“You should date someone who treats you like shit. I’m completely serious."
That’s how this article begins. It goes on to say that you should date someone who ignores you, who yells at you, who “belittles you” and “treats you in a way that makes all of your friends wonder what the hell you’re thinking,” someone who “never says they’re sorry” and “doesn’t care about you." Basically, this is an article telling you to seek out an emotionally abusive relationship because it’ll help you grow as a person or something like that.
Kendra Syrdal, the author of this article, claims that dating someone who uses and abuses you (because what she describes goes beyond “treating someone like shit”— it’s straight-up abuse) because “you’ll realize how you actually want to be treated.” Syrdal claims that “Once you [date someone who abuses you], you’ll never let yourself be treated anything less than amazing,” a statement easily disproved.
As someone who spent an unnecessary amount of time in a toxic, emotionally abusive relationship, this article made my blood boil.
In my relationship, I was constantly belittled — for my mental illness, for my career goals and aspirations, for my fitness level, and for my emotions. I was told those things made me weak and subpar, and he was the only person who could make me a strong, worthwhile human being. I was “clingy” if I talked to him too much, but I was “neglectful” if I didn’t text him X times a day. He had no idea why he loved me — I wasn’t his type, I was so sad all the time, I distracted him from all his dreams — but he was too involved to quit now. After all, unlike me, he was perseverant. He told me that he doubted if I loved him because I was hesitant to lose my virginity to him. When he cheated on me, I was destroyed — but I stayed with him because I had no idea who I was without him. Eventually, I left him, but I am sure as hell not stronger for having gone through that.
So, a few things, Miss Syrdal.
First of all, people in abusive relationships have a very hard time knowing they’re being abused. Their abusers work to make their behavior seem normal. They don’t know they’re being treated like shit. They — rather, we — think that this is just how relationships are, or (more commonly) that we deserve this treatment. Which brings me to my second point.
I (and many other abuse survivors) do not You do not come out of an abusive relationship scot-free, shiny and smiling about how you’ll “never let someone treat you like that again! Ha-ha! Life’s a Disney movie and I’ll just laugh about this later on!”
We emerge from these relationships scarred, Miss Syrdal. Many of us are unable to enter relationships that have the potential to be healthy or fulfilling because we push those people away. We fear that this relationship will be just like the last one, or we’re happy. And, as we’ve learned from our abusers, we don’t deserve to be happy.
Here is your prime misunderstanding, Miss Syrdal: you do not exit an abusive relationship knowing you deserve better.
You leave having internalized that the abuse was what you deserved. You carry around the weight of believing you are all the names your abuser called you, believing you are just as worthless as how he treated you. You loved the abuser, and you both placed his needs above your own. Everything that happened wasn’t because he’s a shitty person — he was just reacting to you being a shitty person. You don't feel stronger, you feel sorry.
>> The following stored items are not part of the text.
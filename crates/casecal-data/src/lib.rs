//! Backend row ingestion: raw event records, parsing, normalization.
//!
//! Sits between the data-fetch layer (which returns JSON rows from the
//! hosted backend) and `casecal-core` (which only works with validated
//! [`casecal_core::CalendarEvent`] values).

pub mod error;
pub mod normalize;
pub mod raw_record;

pub use error::{DataError, DataResult};
pub use normalize::{NormalizedBatch, RejectedRow, normalize_row, normalize_rows};
pub use raw_record::{RawEventRow, RawPersonRef, parse_rows};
After a lot of self-care and therapy, I’ve worked through the aftermath of my abusive relationship. But it still seeps into every part of my life—I have diagnosed symptoms of PTSD. I apologize to my boyfriend multiple times a day for the littlest things. My heart stops in my throat when I see someone who looks like my ex. Every single day, I fear my boyfriend will see me for the piece of shit my ex-boyfriend treated me as... and leave me.
Miss Syrdal, your article is comically irresponsible at best and a romanticization of abuse at worst. You are encouraging people — young girls specifically, the demographic most susceptible to relationship abuse — to degrade themselves and compromise their mental health.
Miss Syrdal, we should absolutely not “Let go of the dreams of finding someone who loves surprising you with your favorite things and feels lucky to just sit next to you at brunch.” Why? Because to do otherwise is to put ourselves in danger and to scar ourselves beyond belief — and the “growth” is absolutely not worth it.